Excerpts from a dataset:
//! Serde support for [`Identifier`].
//!
//! Human-readable formats (JSON, TOML) carry the decimal string, since 128-bit
//! numbers do not survive most JSON parsers. Binary formats carry the 16-byte
//! little-endian buffer, the same bytes the storage engine keys on.

use std::fmt;

use serde::de::{self, SeqAccess, Visitor};
use serde::{Deserialize, Deserializer, Serialize, Serializer};

use crate::id::bytes::{self, ENCODED_LEN};
use crate::id::identifier::Identifier;

impl Serialize for Identifier {
    fn serialize<S: Serializer>(&self, serializer: S) -> Result<S::Ok, S::Error> {
        if serializer.is_human_readable() {
            serializer.collect_str(self)
        } else {
            serializer.serialize_bytes(&self.to_le_bytes())
        }
    }
}

impl<'de> Deserialize<'de> for Identifier {
    fn deserialize<D: Deserializer<'de>>(deserializer: D) -> Result<Self, D::Error> {
        if deserializer.is_human_readable() {
            deserializer.deserialize_str(IdentifierVisitor)
        } else {
            deserializer.deserialize_bytes(IdentifierVisitor)
        }
    }
}

struct IdentifierVisitor;

impl<'de> Visitor<'de> for IdentifierVisitor {
    type Value = Identifier;

    fn expecting(&self, f: &mut fmt::Formatter<'_>) -> fmt::Result {
        f.write_str("a decimal identifier string or 16 little-endian bytes")
    }

    fn visit_str<E: de::Error>(self, v: &str) -> Result<Identifier, E> {
        v.parse().map_err(E::custom)
    }

    fn visit_u64<E: de::Error>(self, v: u64) -> Result<Identifier, E> {
        Ok(Identifier::new(0, v))
    }

    fn visit_u128<E: de::Error>(self, v: u128) -> Result<Identifier, E> {
        Ok(Identifier::from_u128(v))
    }

    fn visit_bytes<E: de::Error>(self, v: &[u8]) -> Result<Identifier, E> {
        bytes::decode(Some(v)).map_err(E::custom)
    }

    fn visit_seq<A: SeqAccess<'de>>(self, mut seq: A) -> Result<Identifier, A::Error> {
        let mut buf = [0u8; ENCODED_LEN];
        for (i, slot) in buf.iter_mut().enumerate() {
            *slot = seq
                .next_element()?
                .ok_or_else(|| <A::Error as de::Error>::invalid_length(i, &self))?;
        }
        if seq.next_element::<u8>()?.is_some() {
            return Err(<A::Error as de::Error>::invalid_length(ENCODED_LEN + 1, &self));
        }
        Ok(Identifier::from_le_bytes(buf))
    }
}
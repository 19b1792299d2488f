//! Simple standalone example of identifier usage.
//!
//! This example converts an externally supplied UUID into a storage key and
//! back, then mints keys from several threads at once.
//!
//! Run with: cargo run --example simple

use std::sync::Arc;
use std::thread;

use keyspace_id::id::{bytes, structured};
use keyspace_id::{IdGenerator, Identifier};
use uuid::Uuid;

fn main() {
    println!("=== Simple keyspace-id Example ===\n");

    // An upstream system hands us a UUID
    let external = Uuid::parse_str("67e55044-10b1-426f-9247-bb680e5fe0c8").unwrap();
    let id = structured::decode(external);
    let key = bytes::encode(id);

    println!("External UUID:  {}", external);
    println!("As identifier:  {}", id);
    println!("Storage key:    {:02x?}", key);

    // Reading the key back reproduces the same UUID bytes
    let restored = bytes::decode(Some(&key)).unwrap();
    println!("Restored UUID:  {}", structured::encode(restored));
    assert_eq!(structured::encode(restored), external);

    // Four writers share one generator
    println!("\n--- Concurrent Generation ---");
    let generator = Arc::new(IdGenerator::new());
    let handles: Vec<_> = (0..4)
        .map(|writer| {
            let generator = Arc::clone(&generator);
            thread::spawn(move || {
                let ids: Vec<Identifier> = (0..3).map(|_| generator.create()).collect();
                (writer, ids)
            })
        })
        .collect();

    let mut all = Vec::new();
    for handle in handles {
        let (writer, ids) = handle.join().unwrap();
        for id in &ids {
            println!("  writer {}: {}", writer, id);
        }
        all.extend(ids);
    }

    all.sort();
    all.dedup();
    println!("\n{} unique identifiers, last issued {}", all.len(), generator.last_issued());
}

> _Goal of the exercise_:
Retype only the stretch of lines above starting at the one with "as de::Error>::invalid_length(i, &self))?;" and stopping at the one with "repository 19b1792299d2488f", exactly as written, with both kept.

> _Solution to the problem_:
                .ok_or_else(|| <A::Error as de::Error>::invalid_length(i, &self))?;
        }
        if seq.next_element::<u8>()?.is_some() {
            return Err(<A::Error as de::Error>::invalid_length(ENCODED_LEN + 1, &self));
        }
        Ok(Identifier::from_le_bytes(buf))
    }
}
repository 19b1792299d2488f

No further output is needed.